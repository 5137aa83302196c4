//! Quill dispatch crate - output emission and top-level orchestration.
//!
//! The `Dispatcher` ties a hotkey press to one full
//! record -> transcribe -> assemble -> complete -> emit cycle, then re-arms
//! the combination unconditionally so the system can never end up stuck
//! un-triggerable.

pub mod app_context;
pub mod dispatcher;
pub mod output;

pub use app_context::AppContext;
pub use dispatcher::{Dispatcher, OutputSinks, Trigger};
pub use output::{
    typewrite, Chime, EnigoKeystrokes, Keystrokes, LoggingSpeaker, MockKeystrokes, SilentChime,
    Speaker, SystemClipboard,
};
//! Quill session crate - recording-session state machine, cancellation, and
//! status events.
//!
//! One session is one recording -> transcribe -> dispatch cycle. The
//! `SessionManager` spawns a dedicated worker thread per session, hands it a
//! shared `CancellationToken`, and reports lifecycle milestones on the
//! `StatusChannel`. Transitions are validated by a strict state machine:
//! Idle -> Recording -> {Completed, Cancelled} -> Idle.

pub mod manager;
pub mod state;
pub mod status;
pub mod token;

pub use manager::{SessionHandle, SessionManager, Transcriber};
pub use state::{SessionState, StateMachine};
pub use status::{StatusChannel, StatusEvent, StatusKind};
pub use token::CancellationToken;
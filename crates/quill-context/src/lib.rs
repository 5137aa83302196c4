//! Quill context crate - persisted key/value data, retrieval, and query
//! assembly.
//!
//! The `ContextAssembler` turns a raw transcript into the final query sent
//! to the completion service: clipboard substitution first, then the
//! update-command short circuit, then top-k retrieval merged into the
//! system context.

pub mod assembler;
pub mod clipboard;
pub mod completion;
pub mod retrieval;
pub mod store;

pub use assembler::{Assembled, ContextAssembler};
pub use clipboard::{ClipboardAccess, MemoryClipboard};
pub use completion::{CompletionRequest, CompletionService};
pub use retrieval::{
    Chunk, EmbeddingService, HashedEmbedding, MemoryRetriever, Retriever, SourceDocument,
};
pub use store::KeyValueStore;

> Requirement:
The response should be a verbatim transcription of the data.

> Written answer:
repository 5137aa83302196c4
//! Quill dispatch crate - output emission and top-level orchestration.
//!
//! The `Dispatcher` ties a hotkey press to one full
//! record -> transcribe -> assemble -> complete -> emit cycle, then re-arms
//! the combination unconditionally so the system can never end up stuck
//! un-triggerable.

pub mod app_context;
pub mod dispatcher;
pub mod output;

pub use app_context::AppContext;
pub use dispatcher::{Dispatcher, OutputSinks, Trigger};
pub use output::{
    typewrite, Chime, EnigoKeystrokes, Keystrokes, LoggingSpeaker, MockKeystrokes, SilentChime,
    Speaker, SystemClipboard,
};
//! Quill session crate - recording-session state machine, cancellation, and
//! status events.
//!
//! One session is one recording -> transcribe -> dispatch cycle. The
//! `SessionManager` spawns a dedicated worker thread per session, hands it a
//! shared `CancellationToken`, and reports lifecycle milestones on the
//! `StatusChannel`. Transitions are validated by a strict state machine:
//! Idle -> Recording -> {Completed, Cancelled} -> Idle.

pub mod manager;
pub mod state;
pub mod status;
pub mod token;

pub use manager::{SessionHandle, SessionManager, Transcriber};
pub use state::{SessionState, StateMachine};
pub use status::{StatusChannel, StatusEvent, StatusKind};
pub use token::CancellationToken;
filename crates/quill-context/src/lib.rs
repository 5137aa83302196c4
//! Quill context crate - persisted key/value data, retrieval, and query
//! assembly.
//!
//! The `ContextAssembler` turns a raw transcript into the final query sent
//! to the completion service: clipboard substitution first, then the
//! update-command short circuit, then top-k retrieval merged into the
//! system context.

pub mod assembler;
pub mod clipboard;
pub mod completion;
pub mod retrieval;
pub mod store;

pub use assembler::{Assembled, ContextAssembler};
pub use clipboard::{ClipboardAccess, MemoryClipboard};
pub use completion::{CompletionRequest, CompletionService};
pub use retrieval::{
    Chunk, EmbeddingService, HashedEmbedding, MemoryRetriever, Retriever, SourceDocument,
};
pub use store::KeyValueStore;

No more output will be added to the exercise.